■ DIRECTIONS FOR THIS TASK
Up to and including the line that contains "pub use bar::LoadingBar;", reproduce every line exactly, beginning with the first line below.

■ DATA SECTION
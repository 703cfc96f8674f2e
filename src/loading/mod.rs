//! Chaos loading
//!
//! Loading bars and spinners that fight the user, grouped into levels by
//! [`LoadingSimulator`].

pub mod bar;
pub mod simulator;
pub mod spinner;

pub use bar::LoadingBar;
pub use simulator::{LEVEL_CONFIGS, LevelConfig, LoadingSimulator, SimulatorEvent};
pub use spinner::ChaosSpinner;

use serde::Serialize;

use crate::random::RandomSource;

/// Loading task identity, unique within a simulator
pub type TaskId = u32;

/// Emitted by a task
#[derive(Debug, Clone, Copy, PartialEq, Eq)]
pub enum LoadingEvent {
    /// Task reached 100%; fires exactly once per task
    Completed(TaskId),
}

/// A task on the loading level
#[derive(Debug, Clone, Serialize)]
#[serde(tag = "kind", rename_all = "lowercase")]
pub enum LoadingTask {
    Bar(LoadingBar),
    Spinner(ChaosSpinner),
}

impl LoadingTask {
    pub fn id(&self) -> TaskId {
        match self {
            LoadingTask::Bar(bar) => bar.id,
            LoadingTask::Spinner(spinner) => spinner.id,
        }
    }

    pub fn start(&mut self) {
        match self {
            LoadingTask::Bar(bar) => bar.start(),
            LoadingTask::Spinner(spinner) => spinner.start(),
        }
    }

    pub fn stop(&mut self) {
        match self {
            LoadingTask::Bar(bar) => bar.stop(),
            LoadingTask::Spinner(spinner) => spinner.stop(),
        }
    }

    pub fn is_complete(&self) -> bool {
        match self {
            LoadingTask::Bar(bar) => bar.is_complete(),
            LoadingTask::Spinner(spinner) => spinner.is_complete(),
        }
    }

    /// Percent done, capped at 100 for display
    pub fn progress(&self) -> f32 {
        match self {
            LoadingTask::Bar(bar) => bar.progress,
            LoadingTask::Spinner(spinner) => spinner.progress().min(100.0),
        }
    }

    pub fn tick<R: RandomSource>(&mut self, dt_ms: f64, rng: &mut R) -> Option<LoadingEvent> {
        match self {
            LoadingTask::Bar(bar) => bar.tick(dt_ms, rng),
            LoadingTask::Spinner(spinner) => spinner.tick(dt_ms, rng),
        }
    }

    pub fn click(&mut self) -> Option<LoadingEvent> {
        match self {
            LoadingTask::Bar(bar) => bar.click(),
            LoadingTask::Spinner(spinner) => spinner.click(),
        }
    }
}
//! Pursuit/evasion position controller
//!
//! Pure geometry: given the pointer and a target, decide whether the target
//! flees, where it lands, and whether it got cornered hard enough to split.
//! The controller never removes targets and has no say over catches; the
//! arena owns the active set.

use glam::Vec2;

use super::target::{EvasiveTarget, SizeClass};
use crate::consts::*;
use crate::random::RandomSource;
use crate::{clamp_into, max_origin};

/// Outcome of a proximity check for one target
#[derive(Debug, Clone, Copy, PartialEq)]
pub enum Evasion {
    /// Pointer outside the evasion radius; the target stays put
    Stay,
    /// Target flees to a new in-bounds top-left position
    Relocate { pos: Vec2, cornered: bool },
    /// Target is cornered and eligible to split at this top-left position
    Split { at: Vec2 },
}

/// Escape distance for a given radius: `radius + 50 + [0, 100)`
pub fn escape_distance<R: RandomSource>(radius: f32, rng: &mut R) -> f32 {
    radius + ESCAPE_MARGIN + rng.unit() * ESCAPE_JITTER
}

/// True when a clamped top-left sits within `CORNER_TOLERANCE` of a bound on
/// both axes
///
/// Either bound counts per axis, so a container barely larger than the
/// footprint reports "cornered" against two parallel edges too.
pub fn is_cornered(pos: Vec2, footprint: Vec2, container: Vec2) -> bool {
    let max = container - footprint;
    let near_x = pos.x <= CORNER_TOLERANCE || pos.x >= max.x - CORNER_TOLERANCE;
    let near_y = pos.y <= CORNER_TOLERANCE || pos.y >= max.y - CORNER_TOLERANCE;
    near_x && near_y
}

/// Whether a cornered target may split (normal size, evaded more than 5 times)
pub fn can_split(target: &EvasiveTarget) -> bool {
    target.size == SizeClass::Normal && target.evasion_count > SPLIT_MIN_EVASIONS
}

/// Compute where a target goes when the pointer moves
///
/// `pointer` and `container` are container-relative; `radius` is the
/// difficulty's evasion radius.
pub fn evade<R: RandomSource>(
    target: &EvasiveTarget,
    pointer: Vec2,
    container: Vec2,
    radius: f32,
    rng: &mut R,
) -> Evasion {
    let center = target.center();
    if center.distance(pointer) >= radius {
        return Evasion::Stay;
    }

    // Direction away from the pointer (atan2 of center - pointer)
    let away = center - pointer;
    let angle = away.y.atan2(away.x);
    let escape = escape_distance(radius, rng);

    let footprint = target.footprint();
    let new_center = center + Vec2::new(angle.cos(), angle.sin()) * escape;
    let pos = clamp_into(new_center - footprint / 2.0, footprint, container);
    let cornered = is_cornered(pos, footprint, container);

    if cornered && can_split(target) {
        log::debug!("Target {} cornered at ({:.0}, {:.0}) - splitting", target.id, pos.x, pos.y);
        return Evasion::Split { at: pos };
    }

    Evasion::Relocate { pos, cornered }
}

/// Top-left positions of the two small targets a split spawns
pub fn split_positions(at: Vec2, container: Vec2) -> [Vec2; 2] {
    let footprint = SizeClass::Small.footprint();
    let offset = Vec2::new(SPLIT_OFFSET, 0.0);
    [
        clamp_into(at - offset, footprint, container),
        clamp_into(at + offset, footprint, container),
    ]
}

/// Random in-bounds top-left for a freshly spawned target
pub fn random_spawn<R: RandomSource>(size: SizeClass, container: Vec2, rng: &mut R) -> Vec2 {
    let max = max_origin(size.footprint(), container);
    Vec2::new(rng.unit() * max.x, rng.unit() * max.y)
}

#[cfg(test)]
mod tests {
    use super::*;
    use crate::random::{ScriptedRandom, seeded};
    use proptest::prelude::*;

    const CONTAINER: Vec2 = Vec2::new(800.0, 600.0);

    fn normal_at(x: f32, y: f32) -> EvasiveTarget {
        EvasiveTarget::new(1, Vec2::new(x, y), SizeClass::Normal)
    }

    #[test]
    fn test_pointer_outside_radius_stays() {
        let t = normal_at(200.0, 200.0);
        let mut rng = ScriptedRandom::constant(0.5);
        // Center is (275, 228); pointer exactly 100 away
        let pointer = Vec2::new(175.0, 228.0);
        assert_eq!(evade(&t, pointer, CONTAINER, 100.0, &mut rng), Evasion::Stay);
        assert_eq!(rng.draws(), 0);
    }

    #[test]
    fn test_flees_away_from_pointer() {
        let t = normal_at(200.0, 200.0);
        let pointer = Vec2::new(210.0, 210.0);
        let mut rng = seeded(1);
        match evade(&t, pointer, CONTAINER, 100.0, &mut rng) {
            Evasion::Relocate { pos, .. } => {
                let new_center = pos + t.footprint() / 2.0;
                assert!(new_center.distance(pointer) >= 150.0);
                assert!(pos.x >= 0.0 && pos.x <= 650.0);
                assert!(pos.y >= 0.0 && pos.y <= 544.0);
                // Pointer is up-left of the center, so the target moves down-right
                assert!(pos.x > t.pos.x && pos.y > t.pos.y);
            }
            other => panic!("expected relocation, got {:?}", other),
        }
    }

    #[test]
    fn test_escape_distance_lower_bound() {
        let mut rng = seeded(99);
        for _ in 0..1000 {
            let d = escape_distance(100.0, &mut rng);
            assert!(d >= 150.0 && d < 250.0);
        }
    }

    #[test]
    fn test_cornered_predicate() {
        let fp = SizeClass::Normal.footprint();
        assert!(is_cornered(Vec2::new(650.0, 544.0), fp, CONTAINER));
        assert!(is_cornered(Vec2::new(5.0, 540.0), fp, CONTAINER));
        assert!(!is_cornered(Vec2::new(650.0, 300.0), fp, CONTAINER));
        assert!(!is_cornered(Vec2::new(300.0, 0.0), fp, CONTAINER));
    }

    #[test]
    fn test_cornered_without_enough_evasions_relocates() {
        let mut t = normal_at(620.0, 520.0);
        t.evasion_count = 5;
        let pointer = t.center() - Vec2::new(10.0, 10.0);
        let mut rng = ScriptedRandom::constant(0.5);
        match evade(&t, pointer, CONTAINER, 100.0, &mut rng) {
            Evasion::Relocate { pos, cornered } => {
                assert!(cornered);
                assert_eq!(pos, Vec2::new(650.0, 544.0));
            }
            other => panic!("expected relocation, got {:?}", other),
        }
    }

    #[test]
    fn test_cornered_after_six_evasions_splits() {
        let mut t = normal_at(620.0, 520.0);
        t.evasion_count = 6;
        let pointer = t.center() - Vec2::new(10.0, 10.0);
        let mut rng = ScriptedRandom::constant(0.5);
        assert_eq!(
            evade(&t, pointer, CONTAINER, 100.0, &mut rng),
            Evasion::Split { at: Vec2::new(650.0, 544.0) }
        );
    }

    #[test]
    fn test_small_targets_never_split() {
        let mut t = EvasiveTarget::new(1, Vec2::new(690.0, 555.0), SizeClass::Small);
        t.evasion_count = 50;
        let pointer = t.center() - Vec2::new(5.0, 5.0);
        let mut rng = ScriptedRandom::constant(0.5);
        assert!(matches!(
            evade(&t, pointer, CONTAINER, 100.0, &mut rng),
            Evasion::Relocate { cornered: true, .. }
        ));
    }

    #[test]
    fn test_split_positions_offset_and_clamped() {
        let [left, right] = split_positions(Vec2::new(650.0, 544.0), CONTAINER);
        assert_eq!(left, Vec2::new(600.0, 544.0));
        // 700 clamps to 800 - 100
        assert_eq!(right, Vec2::new(700.0, 544.0));

        let [left, right] = split_positions(Vec2::new(0.0, 0.0), CONTAINER);
        assert_eq!(left, Vec2::new(0.0, 0.0));
        assert_eq!(right, Vec2::new(50.0, 0.0));
    }

    #[test]
    fn test_random_spawn_in_bounds() {
        let mut rng = ScriptedRandom::constant(1.0);
        let pos = random_spawn(SizeClass::Normal, CONTAINER, &mut rng);
        assert!(pos.x <= 650.0 && pos.y <= 544.0);
    }

    proptest! {
        #[test]
        fn prop_position_stays_in_bounds(
            x in -50.0f32..900.0,
            y in -50.0f32..700.0,
            px in 0.0f32..800.0,
            py in 0.0f32..600.0,
            w in 160.0f32..1600.0,
            h in 60.0f32..1200.0,
            roll in 0.0f32..1.0,
            radius in prop::sample::select(vec![60.0f32, 100.0, 150.0]),
        ) {
            let container = Vec2::new(w, h);
            let t = normal_at(x, y);
            let mut rng = ScriptedRandom::constant(roll);
            match evade(&t, Vec2::new(px, py), container, radius, &mut rng) {
                Evasion::Stay => {}
                Evasion::Relocate { pos, .. } | Evasion::Split { at: pos } => {
                    prop_assert!(pos.x >= 0.0 && pos.x + 150.0 <= w + 1e-3);
                    prop_assert!(pos.y >= 0.0 && pos.y + 56.0 <= h + 1e-3);
                }
            }
        }

        #[test]
        fn prop_outside_radius_is_stationary(
            angle in 0.0f32..std::f32::consts::TAU,
            extra in 0.0f32..300.0,
        ) {
            let t = normal_at(300.0, 300.0);
            let pointer = t.center() + Vec2::new(angle.cos(), angle.sin()) * (100.0 + extra + 0.01);
            let mut rng = seeded(3);
            prop_assert_eq!(evade(&t, pointer, CONTAINER, 100.0, &mut rng), Evasion::Stay);
        }

        #[test]
        fn prop_split_requires_all_conditions(
            count in 0u32..12,
            px in 0.0f32..800.0,
            py in 0.0f32..600.0,
        ) {
            let mut t = normal_at(400.0, 300.0);
            t.evasion_count = count;
            let mut rng = seeded(5);
            if let Evasion::Split { at } = evade(&t, Vec2::new(px, py), CONTAINER, 150.0, &mut rng) {
                prop_assert!(count > 5);
                prop_assert!(is_cornered(at, t.footprint(), CONTAINER));
            }
        }
    }
}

■ ANSWER BELOW
repository 703cfc96f8674f2e
filename src/loading/mod.rs
//! Chaos loading
//!
//! Loading bars and spinners that fight the user, grouped into levels by
//! [`LoadingSimulator`].

pub mod bar;
pub mod simulator;
pub mod spinner;

pub use bar::LoadingBar;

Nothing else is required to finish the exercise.